◆ **Activity**:
Below are some records; return each one exactly as written.

◆ **Data excerpts**:
//! Entity resolution.
//!
//! Quotes are grouped by normalized name. An exact key hit joins the
//! existing group; otherwise the key is compared against every existing key
//! and joins the most similar one if it clears the threshold, earliest key
//! winning ties. A group keeps the key of the quote that started it.

use std::collections::HashMap;

use tracing::debug;
use unify_core::config::{MatchingConfig, SimilarityMeasure};
use unify_core::RawQuote;
use unify_ingestion::NameNormalizer;

use crate::similarity::similarity;

/// Quotes believed to describe the same event.
#[derive(Debug, Clone)]
pub struct Group {
    /// Canonical key, the normalized name of the first quote.
    pub key: String,
    /// Member quotes in arrival order. Never empty.
    pub quotes: Vec<RawQuote>,
    /// Lowest similarity at which any member joined (1.0 for exact keys).
    pub weakest_match: f64,
}

impl Group {
    fn new(key: String, quote: RawQuote) -> Self {
        Self {
            key,
            quotes: vec![quote],
            weakest_match: 1.0,
        }
    }

    fn push(&mut self, quote: RawQuote, score: f64) {
        self.quotes.push(quote);
        self.weakest_match = self.weakest_match.min(score);
    }

    /// Number of member quotes.
    pub fn len(&self) -> usize {
        self.quotes.len()
    }

    /// Always false for groups built by the [`Grouper`].
    pub fn is_empty(&self) -> bool {
        self.quotes.is_empty()
    }
}

/// Insertion-ordered mapping from canonical key to group.
#[derive(Debug, Clone, Default)]
pub struct Grouping {
    groups: Vec<Group>,
    index: HashMap<String, usize>,
}

impl Grouping {
    /// Number of groups.
    pub fn len(&self) -> usize {
        self.groups.len()
    }

    pub fn is_empty(&self) -> bool {
        self.groups.is_empty()
    }

    /// Look up a group by canonical key.
    pub fn get(&self, key: &str) -> Option<&Group> {
        self.index.get(key).map(|&i| &self.groups[i])
    }

    /// Canonical keys in creation order.
    pub fn keys(&self) -> impl Iterator<Item = &str> {
        self.groups.iter().map(|g| g.key.as_str())
    }

    /// Groups in creation order.
    pub fn iter(&self) -> std::slice::Iter<'_, Group> {
        self.groups.iter()
    }

    /// Total quotes across all groups.
    pub fn quote_count(&self) -> usize {
        self.groups.iter().map(Group::len).sum()
    }

    /// Consume into groups in creation order.
    pub fn into_groups(self) -> Vec<Group> {
        self.groups
    }

    fn insert(&mut self, group: Group) {
        self.index.insert(group.key.clone(), self.groups.len());
        self.groups.push(group);
    }
}

impl<'a> IntoIterator for &'a Grouping {
    type Item = &'a Group;
    type IntoIter = std::slice::Iter<'a, Group>;

    fn into_iter(self) -> Self::IntoIter {
        self.groups.iter()
    }
}

/// Clusters raw quotes into groups.
#[derive(Debug, Clone)]
pub struct Grouper {
    normalizer: NameNormalizer,
    threshold: f64,
    measure: SimilarityMeasure,
}

impl Grouper {
    /// Create a grouper. The threshold is assumed validated.
    pub fn new(normalizer: NameNormalizer, matching: &MatchingConfig) -> Self {
        Self {
            normalizer,
            threshold: matching.similarity_threshold,
            measure: matching.measure,
        }
    }

    /// Normalized key for a name.
    pub fn key_for(&self, name: &str) -> String {
        self.normalizer.normalize(name)
    }

    /// Partition quotes into groups. Deterministic for a fixed input order.
    pub fn group(&self, quotes: impl IntoIterator<Item = RawQuote>) -> Grouping {
        let mut grouping = Grouping::default();

        for quote in quotes {
            let key = self.key_for(&quote.name);

            if let Some(&i) = grouping.index.get(&key) {
                grouping.groups[i].push(quote, 1.0);
                continue;
            }

            match self.best_match(&key, &grouping.groups) {
                Some((i, score)) if score >= self.threshold => {
                    debug!(
                        key = %key,
                        canonical = %grouping.groups[i].key,
                        similarity = score,
                        "joined near-duplicate group"
                    );
                    grouping.groups[i].push(quote, score);
                }
                _ => {
                    debug!(key = %key, "new group");
                    grouping.insert(Group::new(key, quote));
                }
            }
        }

        grouping
    }

    /// Most similar existing group. Only a strictly higher score replaces the
    /// current best, so the earliest group wins ties.
    fn best_match(&self, key: &str, groups: &[Group]) -> Option<(usize, f64)> {
        let mut best: Option<(usize, f64)> = None;
        for (i, group) in groups.iter().enumerate() {
            let score = similarity(self.measure, key, &group.key);
            if best.map_or(true, |(_, s)| score > s) {
                best = Some((i, score));
            }
        }
        best
    }
}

◆ **The completed task**:
//! Entity resolution.
//!
//! Quotes are grouped by normalized name. An exact key hit joins the
//! existing group; otherwise the key is compared against every existing key
//! and joins the most similar one if it clears the threshold, earliest key
//! winning ties. A group keeps the key of the quote that started it.

use std::collections::HashMap;

use tracing::debug;
use unify_core::config::{MatchingConfig, SimilarityMeasure};
use unify_core::RawQuote;
use unify_ingestion::NameNormalizer;

use crate::similarity::similarity;

/// Quotes believed to describe the same event.
#[derive(Debug, Clone)]
pub struct Group {
    /// Canonical key, the normalized name of the first quote.
    pub key: String,
    /// Member quotes in arrival order. Never empty.
    pub quotes: Vec<RawQuote>,
    /// Lowest similarity at which any member joined (1.0 for exact keys).
    pub weakest_match: f64,
}

impl Group {
    fn new(key: String, quote: RawQuote) -> Self {
        Self {
            key,
            quotes: vec![quote],
            weakest_match: 1.0,
        }
    }

    fn push(&mut self, quote: RawQuote, score: f64) {
        self.quotes.push(quote);
        self.weakest_match = self.weakest_match.min(score);
    }

    /// Number of member quotes.
    pub fn len(&self) -> usize {
        self.quotes.len()
    }

    /// Always false for groups built by the [`Grouper`].
    pub fn is_empty(&self) -> bool {
        self.quotes.is_empty()
    }
}

/// Insertion-ordered mapping from canonical key to group.
#[derive(Debug, Clone, Default)]
pub struct Grouping {
    groups: Vec<Group>,
    index: HashMap<String, usize>,
}

impl Grouping {
    /// Number of groups.
    pub fn len(&self) -> usize {
        self.groups.len()
    }

    pub fn is_empty(&self) -> bool {
        self.groups.is_empty()
    }

    /// Look up a group by canonical key.
    pub fn get(&self, key: &str) -> Option<&Group> {
        self.index.get(key).map(|&i| &self.groups[i])
    }

    /// Canonical keys in creation order.
    pub fn keys(&self) -> impl Iterator<Item = &str> {
        self.groups.iter().map(|g| g.key.as_str())
    }

    /// Groups in creation order.
    pub fn iter(&self) -> std::slice::Iter<'_, Group> {
        self.groups.iter()
    }

    /// Total quotes across all groups.
    pub fn quote_count(&self) -> usize {
        self.groups.iter().map(Group::len).sum()
    }

    /// Consume into groups in creation order.
    pub fn into_groups(self) -> Vec<Group> {
        self.groups
    }

    fn insert(&mut self, group: Group) {
        self.index.insert(group.key.clone(), self.groups.len());
        self.groups.push(group);
    }
}

impl<'a> IntoIterator for &'a Grouping {
    type Item = &'a Group;
    type IntoIter = std::slice::Iter<'a, Group>;

    fn into_iter(self) -> Self::IntoIter {
        self.groups.iter()
    }
}

/// Clusters raw quotes into groups.
#[derive(Debug, Clone)]
pub struct Grouper {
    normalizer: NameNormalizer,
    threshold: f64,
    measure: SimilarityMeasure,
}

impl Grouper {
    /// Create a grouper. The threshold is assumed validated.
    pub fn new(normalizer: NameNormalizer, matching: &MatchingConfig) -> Self {
        Self {
            normalizer,
            threshold: matching.similarity_threshold,
            measure: matching.measure,
        }
    }

    /// Normalized key for a name.
    pub fn key_for(&self, name: &str) -> String {
        self.normalizer.normalize(name)
    }

    /// Partition quotes into groups. Deterministic for a fixed input order.
    pub fn group(&self, quotes: impl IntoIterator<Item = RawQuote>) -> Grouping {
        let mut grouping = Grouping::default();

        for quote in quotes {
            let key = self.key_for(&quote.name);

            if let Some(&i) = grouping.index.get(&key) {
                grouping.groups[i].push(quote, 1.0);
                continue;
            }

            match self.best_match(&key, &grouping.groups) {
                Some((i, score)) if score >= self.threshold => {
                    debug!(
                        key = %key,
                        canonical = %grouping.groups[i].key,
                        similarity = score,
                        "joined near-duplicate group"
                    );
                    grouping.groups[i].push(quote, score);
                }
                _ => {
                    debug!(key = %key, "new group");
                    grouping.insert(Group::new(key, quote));
                }
            }
        }

        grouping
    }

    /// Most similar existing group. Only a strictly higher score replaces the
    /// current best, so the earliest group wins ties.
    fn best_match(&self, key: &str, groups: &[Group]) -> Option<(usize, f64)> {
        let mut best: Option<(usize, f64)> = None;
        for (i, group) in groups.iter().enumerate() {
            let score = similarity(self.measure, key, &group.key);
            if best.map_or(true, |(_, s)| score > s) {
                best = Some((i, score));
            }
        }
        best
    }
}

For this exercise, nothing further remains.